Никита Шангин: Мы поставим Большой театр на скалу

Архитектор Никита Шангин в одночасье стал так знаменит, как не бывало во времена Советского Союза и легендарной программы “Что? Где? Когда?” в ее еще первоначальном виде. Друзья шутят, что с подобной славой – прямая дорога в министры культуры. А причиной внезапной известности стал разгоревшийся во всю мощь скандал вокруг реконструкции Большого театра, поскольку Шангин является главным архитектором проекта реконструкции самой знаменитой нашей сцены, культурного брэнда, символа…

Работа над проектом шла 6 лет, но сейчас, когда, по словам Шангина, неимоверное количество согласований осталось позади и все интересы – от пожарной охраны до охраны памятников – учтены, Герман Греф предлагает уменьшить финансирование с необходимых 25 миллиардов рублей до 9 миллиардов…

— На такие деньги можно сделать шикарный капитальный ремонт… — комментирует Шангин. — Но через 10-15 лет если не следующее правительство, так следующее за ним опять столкнется с проблемой Большого театра. А вся позолота посыплется.

О причинах возникшей ситуации сам главный архитектор предпочитает на эту тему не говорить, лишь с досадой констатирует: “Да, там черный пиар и какие-то закулисные дела…” — и с куда большей охотой рассказывает о проекте, призванном спасти Большой театр:

— Откуда такой значительный подземный объем? Перед нами были поставлены основные задачи: обеспечить устойчивость здания, дать театру недостающие рабочие площади (судите сами, изначально в труппе было 200 человек, сейчас – 2 тысячи) и новый, современный сценический комплекс, который позволял бы применять все достижения современной сценографии и вести активную гастрольную политику – то, что сейчас невозможно. Жестко были поставлены планировочные ограничения: ничего не пристраивать, не надстраивать, сохранить историческое здание, сохранить островное положение… Исходя из всего этого, нет других вариантов, кроме как идти под землю. Итальянцы в Ла Скала поступили иначе – больше половины театра разобрали и построили заново.

— Вы такого не планировали?

— У нас были варианты достаточно радикальные. Но охрана памятников не согласилась, и мы прислушались. Мы пошли на все возможные уступки, сохраняем даже мемориальные артистические. Единственное наше серьезное вмешательство в памятник – это разборка северной колоннады.

— Ее и так не видно.

— Да, ее более 100 лет никто не видел. Но это был самый острый момент в дискуссии с органами охраны памятников. Мы в конечном счете предложили перенести эту колоннаду под Театральную площадь в подземный репетиционно-концертный зал, так, чтобы сквозь стеклянную стену ее было видно из новых фойе, буфетов и гардеробных.

— А фундамент?

— Что касается устойчивости, проблемы с фундаментами были в Большом театре всегда. И гидрогеология московская – это не подарок. И все 150 лет, что стоит здание, то и дело какие-то мероприятия по усилению фундамента приходилось проводить. Но это все была симптоматика. В одном месте усиливали – тут же статическая цельность нарушалась и в другом месте начинались деформации.

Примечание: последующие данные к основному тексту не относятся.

//! # Money Module
//!
//! Provides the `Money` type for handling monetary values safely.
//!
//! ## Why Integer Money?
//! ```text
//! ┌─────────────────────────────────────────────────────────────────────────┐
//! │  THE FLOATING POINT PROBLEM                                             │
//! │                                                                         │
//! │  Pricing 90 minutes at 15000/hour with floats:                          │
//! │    90.0 / 60.0 * 15000.0 = 22500.000000000004 → ceil → 22501  ❌       │
//! │                                                                         │
//! │  OUR SOLUTION: Integer minor units, multiply before dividing            │
//! │    ceil(90 * 15000 / 60) = ceil(1350000 / 60) = 22500                   │
//! │                                                                         │
//! └─────────────────────────────────────────────────────────────────────────┘
//! ```
//!
//! ## Usage
//! ```rust
//! use cuebook_core::money::Money;
//!
//! let rate = Money::from_cents(15000); // hourly rate
//! let charge = rate.charge_for_minutes(90);
//! assert_eq!(charge, Some(Money::from_cents(22500)));
//! ```

use serde::{Deserialize, Serialize};
use std::iter::Sum;
use std::ops::{Add, AddAssign};
use ts_rs::TS;

use crate::MINUTES_PER_HOUR;

// =============================================================================
// Money Type
// =============================================================================

/// Represents a monetary value in the smallest currency unit.
///
/// ## Design Decisions
/// - **i64 (signed)**: Allows negative values for corrections and refunds
/// - **Single field tuple struct**: Zero-cost abstraction over i64
/// - **Derives**: Full serde support for JSON serialization
///
/// ## Where Money is Used
/// ```text
/// ┌─────────────────────────────────────────────────────────────────────────┐
/// │                                                                         │
/// │  Table.hourly_rate ──► charge_for_minutes ──┬──► Session.amount         │
/// │                                             │                           │
/// │                                             └──► Payment.amount         │
/// │                                                                         │
/// │  Payments ──► reports::total_revenue / revenue_by_method / trends       │
/// │                                                                         │
/// └─────────────────────────────────────────────────────────────────────────┘
/// ```
#[derive(Debug, Clone, Copy, PartialEq, Eq, PartialOrd, Ord, Hash, Serialize, Deserialize, TS)]
#[ts(export)]
pub struct Money(i64);

impl Money {
    /// Creates a Money value from the smallest currency unit.
    ///
    /// ## Example
    /// ```rust
    /// use cuebook_core::money::Money;
    ///
    /// let rate = Money::from_cents(1099);
    /// assert_eq!(rate.cents(), 1099);
    /// ```
    #[inline]
    pub const fn from_cents(cents: i64) -> Self {
        Money(cents)
    }

    /// Returns the value in the smallest currency unit.
    #[inline]
    pub const fn cents(&self) -> i64 {
        self.0
    }

    /// Returns zero money value.
    #[inline]
    pub const fn zero() -> Self {
        Money(0)
    }

    /// Checks if the value is zero.
    #[inline]
    pub const fn is_zero(&self) -> bool {
        self.0 == 0
    }

    /// Prices `minutes` of play at `self` per hour, rounding up.
    ///
    /// ## Formula
    /// `ceil(minutes / 60 × rate)`, evaluated as `ceil(minutes × rate / 60)`
    /// in i128 so that the division happens last and no precision is lost.
    /// Returns `None` when the charge does not fit in an i64.
    ///
    /// ## Example
    /// ```rust
    /// use cuebook_core::money::Money;
    ///
    /// let rate = Money::from_cents(15000);
    /// assert_eq!(rate.charge_for_minutes(90), Some(Money::from_cents(22500)));
    /// assert_eq!(rate.charge_for_minutes(1), Some(Money::from_cents(250)));
    /// // 1.67 rounds up to 2
    /// assert_eq!(Money::from_cents(100).charge_for_minutes(1), Some(Money::from_cents(2)));
    /// ```
    ///
    /// ## User Workflow
    /// ```text
    /// Table 3 (snooker): 18000/hour
    /// Session: 47 minutes
    ///      │
    ///      ▼
    /// charge_for_minutes(47) ← THIS FUNCTION
    ///      │
    ///      ▼
    /// Amount: 14100
    /// ```
    pub fn charge_for_minutes(&self, minutes: i64) -> Option<Money> {
        let numerator = self.0 as i128 * minutes as i128;
        let per_hour = MINUTES_PER_HOUR as i128;
        // Integer division truncates toward zero, which is already the
        // ceiling for negative numerators.
        let charged = if numerator > 0 {
            (numerator + per_hour - 1) / per_hour
        } else {
            numerator / per_hour
        };
        i64::try_from(charged).ok().map(Money::from_cents)
    }
}

// =============================================================================
// Trait Implementations
// =============================================================================

impl Default for Money {
    fn default() -> Self {
        Money::zero()
    }
}

impl Add for Money {
    type Output = Self;

    #[inline]
    fn add(self, other: Self) -> Self {
        Money(self.0 + other.0)
    }
}

impl AddAssign for Money {
    #[inline]
    fn add_assign(&mut self, other: Self) {
        self.0 += other.0;
    }
}

/// Folding payments into a revenue total.
impl Sum for Money {
    fn sum<I: Iterator<Item = Money>>(iter: I) -> Self {
        iter.fold(Money::zero(), Add::add)
    }
}

impl<'a> Sum<&'a Money> for Money {
    fn sum<I: Iterator<Item = &'a Money>>(iter: I) -> Self {
        iter.copied().sum()
    }
}

// =============================================================================
// Unit Tests
// =============================================================================

#[cfg(test)]
mod tests {
    use super::*;

    fn charge(rate: i64, minutes: i64) -> i64 {
        Money::from_cents(rate).charge_for_minutes(minutes).unwrap().cents()
    }

    #[test]
    fn test_from_cents() {
        let money = Money::from_cents(1099);
        assert_eq!(money.cents(), 1099);
        assert_eq!(Money::default(), Money::zero());
    }

    #[test]
    fn test_arithmetic() {
        let mut a = Money::from_cents(1000);
        let b = Money::from_cents(500);

        assert_eq!((a + b).cents(), 1500);
        a += b;
        assert_eq!(a.cents(), 1500);
    }

    #[test]
    fn test_charge_for_ninety_minutes() {
        assert_eq!(charge(15000, 90), 22500);
    }

    #[test]
    fn test_charge_rounds_up_partial_units() {
        // 100/hour for 1 minute = 1.666.. → 2
        assert_eq!(charge(100, 1), 2);
        // 12000/hour for 7 minutes = 1400 exactly
        assert_eq!(charge(12000, 7), 1400);
        // 12500/hour for 7 minutes = 1458.33.. → 1459
        assert_eq!(charge(12500, 7), 1459);
    }

    #[test]
    fn test_charge_for_zero_minutes_is_zero() {
        assert_eq!(charge(15000, 0), 0);
        assert_eq!(charge(0, 120), 0);
    }

    #[test]
    fn test_charge_that_overflows_is_none() {
        assert_eq!(Money::from_cents(i64::MAX).charge_for_minutes(120), None);
        assert_eq!(Money::from_cents(i64::MAX).charge_for_minutes(i64::MAX), None);
        // Exactly one hour at the largest rate still fits.
        assert_eq!(
            Money::from_cents(i64::MAX).charge_for_minutes(60),
            Some(Money::from_cents(i64::MAX))
        );
    }

    #[test]
    fn test_sum() {
        let amounts = [
            Money::from_cents(100),
            Money::from_cents(250),
            Money::from_cents(-50),
        ];
        let total: Money = amounts.iter().sum();
        assert_eq!(total.cents(), 300);

        let empty: Money = std::iter::empty::<Money>().sum();
        assert!(empty.is_zero());
    }
}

— И что вы хотите сделать?

— Опереть историческое здание на систему так называемых свай задавливания. Выкапываются небольшие шурфы, которые не влияют на несущие способности, под фундамент подводится домкрат, под домкрат ставится кусок стальной сваи и домкратом свая вдавливается в грунт. Потом домкрат подняли, поставили следующий фрагмент сваи, сварили с предыдущей, и так, наращивая стальную сваю, мы ее опускаем до устойчивых материковых пород, до известняков.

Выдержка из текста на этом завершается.